The case is a milestone for residents of the town that for decades survived on the mine’s earnings but which now finds itself stricken with its legacy. It is not uncommon to see men and women with oxygen bottles at the grocery store; most families have someone with lung cancer, mesothelioma, asbestosis or sores on their lungs.

“I guess people are just looking for somebody to be accountable for it,” said David Strand, a Libby businessman who has been diagnosed with asbestosis, along with his wife. His father-in-law died of the disease in the 1980s.

“He lived with us the last few years of his life, and you have never seen a more horrible death,” Strand said in a telephone interview.

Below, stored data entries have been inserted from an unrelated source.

//! Rule lookup: built-ins, rules directories and plugins.

use crate::config::{plugin_module_name, ConfigError};
use crate::declarative::load_rules_dir;
use crate::rule::RuleRef;

use indexmap::IndexMap;
use std::path::Path;
use std::sync::Arc;
use tracing::debug;

/// Rule name to definition, in registration order.
pub type RuleTable = IndexMap<String, RuleRef>;

/// A bundle of rules contributed under a plugin namespace.
///
/// Each rule is registered as `<plugin>/<rule>`, where `<plugin>` is the
/// name suffix used in the config's `plugins` list.
pub trait Plugin: Send + Sync {
    /// Rules provided by this plugin, keyed by unqualified name.
    fn rules(&self) -> RuleTable;
}

impl<F> Plugin for F
where
    F: Fn() -> RuleTable + Send + Sync,
{
    fn rules(&self) -> RuleTable {
        self()
    }
}

/// Plugins available to a run, keyed by module name (`stricter-plugin-<name>`).
#[derive(Clone, Default)]
pub struct PluginCatalog {
    plugins: IndexMap<String, Arc<dyn Plugin>>,
}

impl std::fmt::Debug for PluginCatalog {
    fn fmt(&self, f: &mut std::fmt::Formatter<'_>) -> std::fmt::Result {
        f.debug_list().entries(self.plugins.keys()).finish()
    }
}

impl PluginCatalog {
    /// Creates an empty catalog.
    #[must_use]
    pub fn new() -> Self {
        Self::default()
    }

    /// Makes a plugin available under its full module name.
    #[must_use]
    pub fn with(mut self, module: impl Into<String>, plugin: impl Plugin + 'static) -> Self {
        self.register(module, plugin);
        self
    }

    /// Makes a plugin available under its full module name.
    pub fn register(&mut self, module: impl Into<String>, plugin: impl Plugin + 'static) {
        self.plugins.insert(module.into(), Arc::new(plugin));
    }

    /// Looks up a plugin by module name.
    #[must_use]
    pub fn get(&self, module: &str) -> Option<&Arc<dyn Plugin>> {
        self.plugins.get(module)
    }
}

/// All rules a run can activate.
#[derive(Clone, Default)]
pub struct RuleRegistry {
    rules: RuleTable,
}

impl std::fmt::Debug for RuleRegistry {
    fn fmt(&self, f: &mut std::fmt::Formatter<'_>) -> std::fmt::Result {
        f.debug_list().entries(self.rules.keys()).finish()
    }
}

impl RuleRegistry {
    /// Creates an empty registry.
    #[must_use]
    pub fn new() -> Self {
        Self::default()
    }

    /// Registers a single rule.
    ///
    /// # Errors
    ///
    /// Returns an error if the name is already taken.
    pub fn register(&mut self, name: impl Into<String>, rule: RuleRef) -> Result<(), ConfigError> {
        let name = name.into();
        if self.rules.contains_key(&name) {
            return Err(ConfigError::DuplicateRule { name });
        }
        self.rules.insert(name, rule);
        Ok(())
    }

    /// Registers every rule of `table` under its own name.
    ///
    /// # Errors
    ///
    /// Returns an error if a name is already taken.
    pub fn register_table(&mut self, table: RuleTable) -> Result<(), ConfigError> {
        table
            .into_iter()
            .try_for_each(|(name, rule)| self.register(name, rule))
    }

    /// Registers the rule files of a rules directory.
    ///
    /// # Errors
    ///
    /// Returns an error if the directory is missing, a file is invalid or a
    /// name is already taken.
    pub fn register_rules_dir(&mut self, dir: &Path) -> Result<(), ConfigError> {
        let table = load_rules_dir(dir)?;
        debug!("{} rule(s) from {}", table.len(), dir.display());
        self.register_table(table)
    }

    /// Registers the rules of plugin `name`, looked up as `stricter-plugin-<name>`.
    ///
    /// # Errors
    ///
    /// Returns an error if the plugin is not in `catalog` or a name is taken.
    pub fn register_plugin(&mut self, name: &str, catalog: &PluginCatalog) -> Result<(), ConfigError> {
        let module = plugin_module_name(name);
        let plugin = catalog.get(&module).ok_or_else(|| ConfigError::PluginNotFound {
            plugin: name.to_string(),
            module: module.clone(),
        })?;

        let rules = plugin.rules();
        debug!("{} rule(s) from plugin {module}", rules.len());
        for (rule, definition) in rules {
            self.register(format!("{name}/{rule}"), definition)?;
        }
        Ok(())
    }

    /// Looks up a rule by qualified name.
    ///
    /// # Errors
    ///
    /// Returns an error if no rule is registered under `name`.
    pub fn resolve(&self, name: &str) -> Result<RuleRef, ConfigError> {
        self.rules
            .get(name)
            .cloned()
            .ok_or_else(|| ConfigError::RuleNotFound {
                name: name.to_string(),
            })
    }

    /// Returns true if `name` is registered.
    #[must_use]
    pub fn contains(&self, name: &str) -> bool {
        self.rules.contains_key(name)
    }

    /// Registered names, in registration order.
    pub fn names(&self) -> impl Iterator<Item = &str> {
        self.rules.keys().map(String::as_str)
    }

    /// Registered names with their definitions.
    pub fn iter(&self) -> impl Iterator<Item = (&str, &RuleRef)> {
        self.rules.iter().map(|(k, v)| (k.as_str(), v))
    }

    /// Number of registered rules.
    #[must_use]
    pub fn len(&self) -> usize {
        self.rules.len()
    }

    /// Returns true if nothing is registered.
    #[must_use]
    pub fn is_empty(&self) -> bool {
        self.rules.is_empty()
    }
}
/// Prompt sent to the vision model alongside the receipt image.
///
/// The JSON skeleton at the end must stay in sync with
/// [`schema::receipt_analysis_schema`](super::schema::receipt_analysis_schema)
/// and the entity field names.
pub const RECEIPT_ANALYSIS_PROMPT: &str = r#"You are an experienced environmental analyst specialising in carbon footprints.

TASK: analyse the shopping receipt in the image and provide a thorough carbon-footprint assessment.

ANALYSIS STEPS:
1. Item identification: detect every product purchased on the receipt.
2. Product categories: group the products (red meat, white meat, dairy, processed food, plastic packaging, produce, organic).
3. Carbon-footprint score: compute a total score from 1 to 10 based on:
   - red meat (beef, lamb): +3 points
   - white meat (chicken, fish): +1.5 points
   - dairy products: +1 point
   - ultra-processed food: +2 points
   - excessive plastic packaging: +2 points
   - local produce: -0.5 points
   - organic products: -0.5 points
4. Insights: give 3-5 concrete, actionable suggestions.
5. Greener alternatives: suggest replacements for the items with the highest footprint.
6. Environmental fact: add one interesting fact related to the footprint found.

OUTPUT FORMAT (JSON only, no markdown):
{
    "score": 0,
    "dominant_category": "main category",
    "item_detail": "list of detected items",
    "score_breakdown": {
        "red_meat": 0,
        "white_meat": 0,
        "dairy": 0,
        "processed_food": 0,
        "plastic_packaging": 0,
        "produce": 0,
        "organic": 0
    },
    "insights": [
        "suggestion 1",
        "suggestion 2",
        "suggestion 3"
    ],
    "alternatives": [
        {"item": "product X", "replacement": "product Y", "reason": "why it is better"}
    ],
    "environmental_fact": "interesting fact",
    "estimated_emission_kg_co2": 0,
    "comparison": "equivalent to X km driven by car"
}
"#;
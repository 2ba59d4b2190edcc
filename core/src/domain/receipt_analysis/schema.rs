use serde_json::json;

/// Returns the JSON schema for receipt analysis LLM responses
pub fn receipt_analysis_schema() -> serde_json::Value {
    json!({
        "type": "object",
        "properties": {
            "score": { "type": "number" },
            "dominant_category": { "type": "string" },
            "item_detail": { "type": "string" },
            "score_breakdown": {
                "type": "object",
                "properties": {
                    "red_meat": { "type": "number" },
                    "white_meat": { "type": "number" },
                    "dairy": { "type": "number" },
                    "processed_food": { "type": "number" },
                    "plastic_packaging": { "type": "number" },
                    "produce": { "type": "number" },
                    "organic": { "type": "number" }
                }
            },
            "insights": {
                "type": "array",
                "items": { "type": "string" }
            },
            "alternatives": {
                "type": "array",
                "items": {
                    "type": "object",
                    "properties": {
                        "item": { "type": "string" },
                        "replacement": { "type": "string" },
                        "reason": { "type": "string" }
                    },
                    "required": ["item", "replacement", "reason"]
                }
            },
            "environmental_fact": { "type": "string" },
            "estimated_emission_kg_co2": { "type": "number" },
            "comparison": { "type": "string" }
        },
        "required": ["score", "dominant_category"]
    })
}

#[cfg(test)]
mod tests {
    use crate::domain::receipt_analysis::entities::REQUIRED_FIELDS;

    use super::*;

    #[test]
    fn schema_required_list_matches_the_validator() {
        let schema = receipt_analysis_schema();
        let required: Vec<&str> = schema["required"]
            .as_array()
            .unwrap()
            .iter()
            .map(|v| v.as_str().unwrap())
            .collect();
        assert_eq!(required, REQUIRED_FIELDS);
    }
}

Yet in defense opening statements Monday, lawyers presented the former W.R. Grace employees on trial -- many of them now in their 70s, who had raised families and coached Little League teams in Libby -- as blue collar managers with little experience in toxics. They say they too were alarmed by the growing evidence of the health threat posed by asbestos, and eager to do whatever they could to protect their employees, neighbors and families.

The company spent millions of dollars to modernize operations and lower workers’ exposure to asbestos to levels far below federal health standards, defense lawyers said. Then, when the company’s health surveys suggested that workers were still falling ill, Grace turned over the disturbing new findings and warned the government that its own standards might need tightening, they said.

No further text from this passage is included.